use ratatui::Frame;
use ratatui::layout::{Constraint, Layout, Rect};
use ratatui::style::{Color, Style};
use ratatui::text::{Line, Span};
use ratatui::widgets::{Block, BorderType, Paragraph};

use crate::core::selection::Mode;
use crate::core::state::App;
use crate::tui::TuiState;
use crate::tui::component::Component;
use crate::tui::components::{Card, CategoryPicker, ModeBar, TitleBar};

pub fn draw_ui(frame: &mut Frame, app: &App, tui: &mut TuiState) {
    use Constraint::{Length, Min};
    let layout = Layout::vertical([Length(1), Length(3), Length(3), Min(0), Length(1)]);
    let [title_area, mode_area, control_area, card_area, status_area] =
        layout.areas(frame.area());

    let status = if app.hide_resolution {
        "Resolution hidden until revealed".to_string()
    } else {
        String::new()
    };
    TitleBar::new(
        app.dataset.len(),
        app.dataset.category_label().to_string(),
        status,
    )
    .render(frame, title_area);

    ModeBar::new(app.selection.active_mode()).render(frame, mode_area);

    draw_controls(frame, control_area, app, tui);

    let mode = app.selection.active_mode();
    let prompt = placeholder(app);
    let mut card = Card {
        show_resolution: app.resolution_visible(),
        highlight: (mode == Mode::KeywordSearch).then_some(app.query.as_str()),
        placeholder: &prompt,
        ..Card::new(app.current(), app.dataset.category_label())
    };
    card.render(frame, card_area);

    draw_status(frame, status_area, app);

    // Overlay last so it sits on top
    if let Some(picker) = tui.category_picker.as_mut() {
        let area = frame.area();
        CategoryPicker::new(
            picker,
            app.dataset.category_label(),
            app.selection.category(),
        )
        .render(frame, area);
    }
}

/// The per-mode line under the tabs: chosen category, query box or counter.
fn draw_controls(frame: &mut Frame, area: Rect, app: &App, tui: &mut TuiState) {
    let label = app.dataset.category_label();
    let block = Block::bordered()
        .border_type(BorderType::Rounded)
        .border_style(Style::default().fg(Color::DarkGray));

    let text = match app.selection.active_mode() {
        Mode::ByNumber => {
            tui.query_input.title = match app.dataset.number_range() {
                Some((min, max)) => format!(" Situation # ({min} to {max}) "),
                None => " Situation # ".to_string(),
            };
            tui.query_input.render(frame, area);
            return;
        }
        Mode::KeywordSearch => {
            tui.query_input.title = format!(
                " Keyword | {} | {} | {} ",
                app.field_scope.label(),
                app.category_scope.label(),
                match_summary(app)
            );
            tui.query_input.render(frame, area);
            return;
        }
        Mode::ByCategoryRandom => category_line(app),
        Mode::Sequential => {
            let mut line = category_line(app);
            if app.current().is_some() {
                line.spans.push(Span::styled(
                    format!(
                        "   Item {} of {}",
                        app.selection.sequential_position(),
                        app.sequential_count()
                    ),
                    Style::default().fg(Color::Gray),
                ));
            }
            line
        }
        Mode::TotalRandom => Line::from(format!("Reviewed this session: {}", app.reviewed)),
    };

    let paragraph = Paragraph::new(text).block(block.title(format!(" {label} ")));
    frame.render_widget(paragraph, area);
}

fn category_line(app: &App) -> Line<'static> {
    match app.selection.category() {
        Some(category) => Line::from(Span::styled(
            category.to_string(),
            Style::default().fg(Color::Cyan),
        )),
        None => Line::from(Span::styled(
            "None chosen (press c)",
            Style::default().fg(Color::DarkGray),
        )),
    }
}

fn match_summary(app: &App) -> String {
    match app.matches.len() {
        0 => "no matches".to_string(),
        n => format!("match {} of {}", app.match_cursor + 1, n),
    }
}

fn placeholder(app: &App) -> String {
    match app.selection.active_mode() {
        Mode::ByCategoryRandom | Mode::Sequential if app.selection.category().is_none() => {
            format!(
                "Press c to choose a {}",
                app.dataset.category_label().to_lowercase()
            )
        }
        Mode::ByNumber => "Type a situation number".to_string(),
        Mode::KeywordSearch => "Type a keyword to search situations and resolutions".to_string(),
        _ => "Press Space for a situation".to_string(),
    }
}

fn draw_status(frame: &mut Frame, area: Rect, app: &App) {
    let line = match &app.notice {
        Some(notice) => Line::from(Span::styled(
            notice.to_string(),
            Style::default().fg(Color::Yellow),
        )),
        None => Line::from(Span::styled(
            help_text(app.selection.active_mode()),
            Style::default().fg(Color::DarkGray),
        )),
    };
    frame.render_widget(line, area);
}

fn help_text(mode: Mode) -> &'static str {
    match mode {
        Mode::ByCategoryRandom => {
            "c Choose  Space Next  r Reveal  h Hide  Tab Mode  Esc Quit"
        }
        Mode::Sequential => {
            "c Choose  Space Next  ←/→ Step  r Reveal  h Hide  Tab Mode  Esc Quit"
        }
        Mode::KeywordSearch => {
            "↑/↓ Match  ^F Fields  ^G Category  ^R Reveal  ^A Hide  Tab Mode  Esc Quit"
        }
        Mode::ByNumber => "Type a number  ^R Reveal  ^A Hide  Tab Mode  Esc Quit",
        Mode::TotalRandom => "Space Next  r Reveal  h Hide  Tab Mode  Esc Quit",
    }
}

____________________

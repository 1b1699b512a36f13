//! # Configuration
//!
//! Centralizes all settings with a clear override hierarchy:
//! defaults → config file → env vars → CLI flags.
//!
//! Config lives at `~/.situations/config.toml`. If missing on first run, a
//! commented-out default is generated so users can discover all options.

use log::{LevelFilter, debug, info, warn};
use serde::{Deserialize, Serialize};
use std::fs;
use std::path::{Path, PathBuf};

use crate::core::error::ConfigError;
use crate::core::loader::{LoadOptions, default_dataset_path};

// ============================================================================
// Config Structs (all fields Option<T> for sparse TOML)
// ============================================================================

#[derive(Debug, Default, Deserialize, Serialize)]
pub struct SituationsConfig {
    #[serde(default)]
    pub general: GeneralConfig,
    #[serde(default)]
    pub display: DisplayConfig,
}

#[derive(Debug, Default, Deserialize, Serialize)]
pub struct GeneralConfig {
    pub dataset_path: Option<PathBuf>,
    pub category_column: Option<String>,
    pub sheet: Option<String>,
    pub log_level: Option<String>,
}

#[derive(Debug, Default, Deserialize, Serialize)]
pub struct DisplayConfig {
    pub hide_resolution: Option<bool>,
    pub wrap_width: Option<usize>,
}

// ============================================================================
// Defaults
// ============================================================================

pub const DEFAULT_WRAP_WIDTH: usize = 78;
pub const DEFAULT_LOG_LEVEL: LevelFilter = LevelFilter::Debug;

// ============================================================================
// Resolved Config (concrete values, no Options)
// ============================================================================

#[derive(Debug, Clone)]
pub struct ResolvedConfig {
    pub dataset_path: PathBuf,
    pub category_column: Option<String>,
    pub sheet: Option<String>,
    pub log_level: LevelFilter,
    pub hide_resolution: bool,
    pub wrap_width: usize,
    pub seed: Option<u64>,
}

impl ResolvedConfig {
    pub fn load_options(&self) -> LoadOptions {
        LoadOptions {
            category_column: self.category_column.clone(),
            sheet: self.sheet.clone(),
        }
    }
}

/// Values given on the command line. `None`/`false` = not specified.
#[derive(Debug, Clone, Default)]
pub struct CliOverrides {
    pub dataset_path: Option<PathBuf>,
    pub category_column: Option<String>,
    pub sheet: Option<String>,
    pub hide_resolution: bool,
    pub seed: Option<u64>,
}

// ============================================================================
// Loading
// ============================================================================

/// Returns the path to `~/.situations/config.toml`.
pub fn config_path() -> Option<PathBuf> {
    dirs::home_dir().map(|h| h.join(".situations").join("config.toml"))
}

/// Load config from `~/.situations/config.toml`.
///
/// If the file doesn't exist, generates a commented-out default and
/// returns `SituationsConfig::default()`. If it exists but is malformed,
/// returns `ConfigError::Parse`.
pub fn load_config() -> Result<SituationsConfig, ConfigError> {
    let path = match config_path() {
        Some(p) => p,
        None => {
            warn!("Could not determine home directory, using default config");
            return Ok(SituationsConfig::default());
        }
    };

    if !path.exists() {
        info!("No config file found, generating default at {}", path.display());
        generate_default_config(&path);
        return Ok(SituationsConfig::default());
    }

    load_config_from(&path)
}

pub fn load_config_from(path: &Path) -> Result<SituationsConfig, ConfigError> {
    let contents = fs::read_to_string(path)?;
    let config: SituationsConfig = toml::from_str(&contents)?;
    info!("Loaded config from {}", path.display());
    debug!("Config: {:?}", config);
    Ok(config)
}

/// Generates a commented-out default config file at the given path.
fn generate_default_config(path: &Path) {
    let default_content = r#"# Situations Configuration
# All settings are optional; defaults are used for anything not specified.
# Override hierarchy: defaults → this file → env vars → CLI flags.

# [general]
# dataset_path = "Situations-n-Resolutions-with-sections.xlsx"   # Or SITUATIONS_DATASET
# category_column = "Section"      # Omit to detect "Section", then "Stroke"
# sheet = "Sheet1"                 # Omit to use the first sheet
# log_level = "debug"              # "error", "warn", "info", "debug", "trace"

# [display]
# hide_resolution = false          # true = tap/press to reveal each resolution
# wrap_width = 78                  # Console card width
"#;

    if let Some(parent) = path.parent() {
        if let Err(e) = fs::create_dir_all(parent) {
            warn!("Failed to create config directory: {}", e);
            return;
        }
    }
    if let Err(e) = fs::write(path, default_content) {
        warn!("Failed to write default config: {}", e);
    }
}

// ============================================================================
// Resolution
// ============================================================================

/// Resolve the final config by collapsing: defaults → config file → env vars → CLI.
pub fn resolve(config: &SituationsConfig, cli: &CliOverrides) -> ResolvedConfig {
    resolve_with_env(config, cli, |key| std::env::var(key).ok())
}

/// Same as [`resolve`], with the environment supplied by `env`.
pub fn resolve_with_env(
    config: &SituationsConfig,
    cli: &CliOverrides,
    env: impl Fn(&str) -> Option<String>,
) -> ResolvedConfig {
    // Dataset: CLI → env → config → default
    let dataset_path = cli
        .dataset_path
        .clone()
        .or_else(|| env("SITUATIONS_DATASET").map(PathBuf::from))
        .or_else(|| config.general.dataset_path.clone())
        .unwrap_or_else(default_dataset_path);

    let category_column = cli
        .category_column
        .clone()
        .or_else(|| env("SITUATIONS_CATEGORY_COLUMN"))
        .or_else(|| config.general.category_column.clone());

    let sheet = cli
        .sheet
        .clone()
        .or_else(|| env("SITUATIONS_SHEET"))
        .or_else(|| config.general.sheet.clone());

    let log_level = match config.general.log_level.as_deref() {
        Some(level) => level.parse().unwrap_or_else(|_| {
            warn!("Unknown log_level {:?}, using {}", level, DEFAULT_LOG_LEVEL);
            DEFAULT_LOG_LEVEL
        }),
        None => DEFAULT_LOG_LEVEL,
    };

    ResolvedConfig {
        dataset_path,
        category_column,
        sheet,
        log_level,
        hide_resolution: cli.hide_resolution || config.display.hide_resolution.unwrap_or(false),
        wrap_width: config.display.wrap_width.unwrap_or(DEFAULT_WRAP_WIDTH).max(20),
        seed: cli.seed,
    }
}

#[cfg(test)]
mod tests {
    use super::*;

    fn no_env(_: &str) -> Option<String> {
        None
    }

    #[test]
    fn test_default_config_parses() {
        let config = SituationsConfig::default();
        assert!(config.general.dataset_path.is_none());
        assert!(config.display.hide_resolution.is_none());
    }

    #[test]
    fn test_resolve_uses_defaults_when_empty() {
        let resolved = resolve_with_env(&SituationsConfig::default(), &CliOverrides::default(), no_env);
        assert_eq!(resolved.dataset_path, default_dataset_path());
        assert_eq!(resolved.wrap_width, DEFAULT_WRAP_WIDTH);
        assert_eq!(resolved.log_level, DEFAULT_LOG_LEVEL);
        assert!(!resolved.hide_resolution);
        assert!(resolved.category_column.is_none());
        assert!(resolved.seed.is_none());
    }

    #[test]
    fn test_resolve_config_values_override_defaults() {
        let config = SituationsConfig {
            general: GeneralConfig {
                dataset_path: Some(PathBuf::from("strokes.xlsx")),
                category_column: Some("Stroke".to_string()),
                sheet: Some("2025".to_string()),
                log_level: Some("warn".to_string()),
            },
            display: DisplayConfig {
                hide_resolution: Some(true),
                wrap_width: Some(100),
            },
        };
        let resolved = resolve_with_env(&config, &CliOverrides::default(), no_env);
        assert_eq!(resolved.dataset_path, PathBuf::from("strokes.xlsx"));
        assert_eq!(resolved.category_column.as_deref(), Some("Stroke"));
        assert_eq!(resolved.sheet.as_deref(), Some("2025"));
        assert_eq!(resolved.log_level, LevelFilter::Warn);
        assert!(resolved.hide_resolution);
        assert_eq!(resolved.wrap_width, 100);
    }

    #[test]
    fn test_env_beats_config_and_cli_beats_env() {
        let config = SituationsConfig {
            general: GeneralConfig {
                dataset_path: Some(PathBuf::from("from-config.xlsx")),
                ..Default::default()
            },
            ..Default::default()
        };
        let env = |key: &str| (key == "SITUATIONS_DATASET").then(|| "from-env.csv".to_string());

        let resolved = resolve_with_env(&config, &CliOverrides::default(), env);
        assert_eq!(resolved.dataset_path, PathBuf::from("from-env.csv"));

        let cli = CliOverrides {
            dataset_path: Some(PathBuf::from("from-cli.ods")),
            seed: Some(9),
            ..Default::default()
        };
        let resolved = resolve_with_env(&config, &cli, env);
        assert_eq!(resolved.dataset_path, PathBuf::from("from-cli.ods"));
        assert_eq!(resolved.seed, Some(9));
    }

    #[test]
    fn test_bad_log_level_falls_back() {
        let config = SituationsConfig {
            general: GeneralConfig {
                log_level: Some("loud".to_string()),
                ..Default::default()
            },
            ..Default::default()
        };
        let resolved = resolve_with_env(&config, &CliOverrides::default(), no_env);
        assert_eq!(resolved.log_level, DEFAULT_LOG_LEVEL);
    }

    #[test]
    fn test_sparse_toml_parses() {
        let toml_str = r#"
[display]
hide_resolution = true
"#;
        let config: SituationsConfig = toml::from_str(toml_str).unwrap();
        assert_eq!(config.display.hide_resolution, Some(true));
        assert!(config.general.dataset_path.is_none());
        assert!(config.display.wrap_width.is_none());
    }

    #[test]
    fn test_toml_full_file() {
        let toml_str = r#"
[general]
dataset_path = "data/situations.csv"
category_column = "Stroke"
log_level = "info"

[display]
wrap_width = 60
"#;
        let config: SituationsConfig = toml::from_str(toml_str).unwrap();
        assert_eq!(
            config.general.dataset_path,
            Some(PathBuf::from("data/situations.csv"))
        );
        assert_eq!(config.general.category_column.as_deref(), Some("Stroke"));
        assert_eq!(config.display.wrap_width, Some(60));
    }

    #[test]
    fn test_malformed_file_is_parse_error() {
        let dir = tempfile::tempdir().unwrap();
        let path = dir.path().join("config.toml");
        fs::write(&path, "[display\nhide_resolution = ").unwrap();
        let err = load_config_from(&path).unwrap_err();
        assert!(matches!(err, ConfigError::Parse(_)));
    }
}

____________________

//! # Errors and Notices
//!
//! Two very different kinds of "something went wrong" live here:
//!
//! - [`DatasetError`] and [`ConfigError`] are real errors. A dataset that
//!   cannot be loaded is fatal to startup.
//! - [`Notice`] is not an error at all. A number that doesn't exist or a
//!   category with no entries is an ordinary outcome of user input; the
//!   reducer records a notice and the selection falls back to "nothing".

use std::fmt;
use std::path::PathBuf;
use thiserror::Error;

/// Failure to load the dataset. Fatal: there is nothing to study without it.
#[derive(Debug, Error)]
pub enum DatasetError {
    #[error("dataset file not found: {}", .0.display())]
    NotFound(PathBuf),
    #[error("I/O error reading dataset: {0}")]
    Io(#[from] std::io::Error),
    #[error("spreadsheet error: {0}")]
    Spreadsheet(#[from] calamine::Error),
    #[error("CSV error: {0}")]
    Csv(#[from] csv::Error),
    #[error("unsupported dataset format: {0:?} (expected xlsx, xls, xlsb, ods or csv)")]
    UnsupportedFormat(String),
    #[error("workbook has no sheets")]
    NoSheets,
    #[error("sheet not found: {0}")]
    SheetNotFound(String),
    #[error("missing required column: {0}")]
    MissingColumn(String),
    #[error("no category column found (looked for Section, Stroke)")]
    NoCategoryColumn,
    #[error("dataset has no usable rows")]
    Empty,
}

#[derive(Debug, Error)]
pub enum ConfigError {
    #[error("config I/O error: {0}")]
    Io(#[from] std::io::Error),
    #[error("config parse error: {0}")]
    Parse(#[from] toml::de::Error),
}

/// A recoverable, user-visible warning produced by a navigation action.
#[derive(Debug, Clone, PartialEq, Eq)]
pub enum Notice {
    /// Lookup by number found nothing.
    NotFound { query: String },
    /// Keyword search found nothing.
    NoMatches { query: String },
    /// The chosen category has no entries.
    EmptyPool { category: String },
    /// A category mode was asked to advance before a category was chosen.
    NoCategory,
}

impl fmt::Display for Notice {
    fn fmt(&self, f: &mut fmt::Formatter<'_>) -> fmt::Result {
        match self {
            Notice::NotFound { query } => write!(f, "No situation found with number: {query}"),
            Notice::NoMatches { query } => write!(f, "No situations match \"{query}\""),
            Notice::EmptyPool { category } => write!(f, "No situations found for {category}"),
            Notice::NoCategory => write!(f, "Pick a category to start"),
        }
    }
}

____________________

**Exercise objective**.
Tally the lines of the listing that include "exists". Reply with nothing but the count.

**Exercise solution**.
2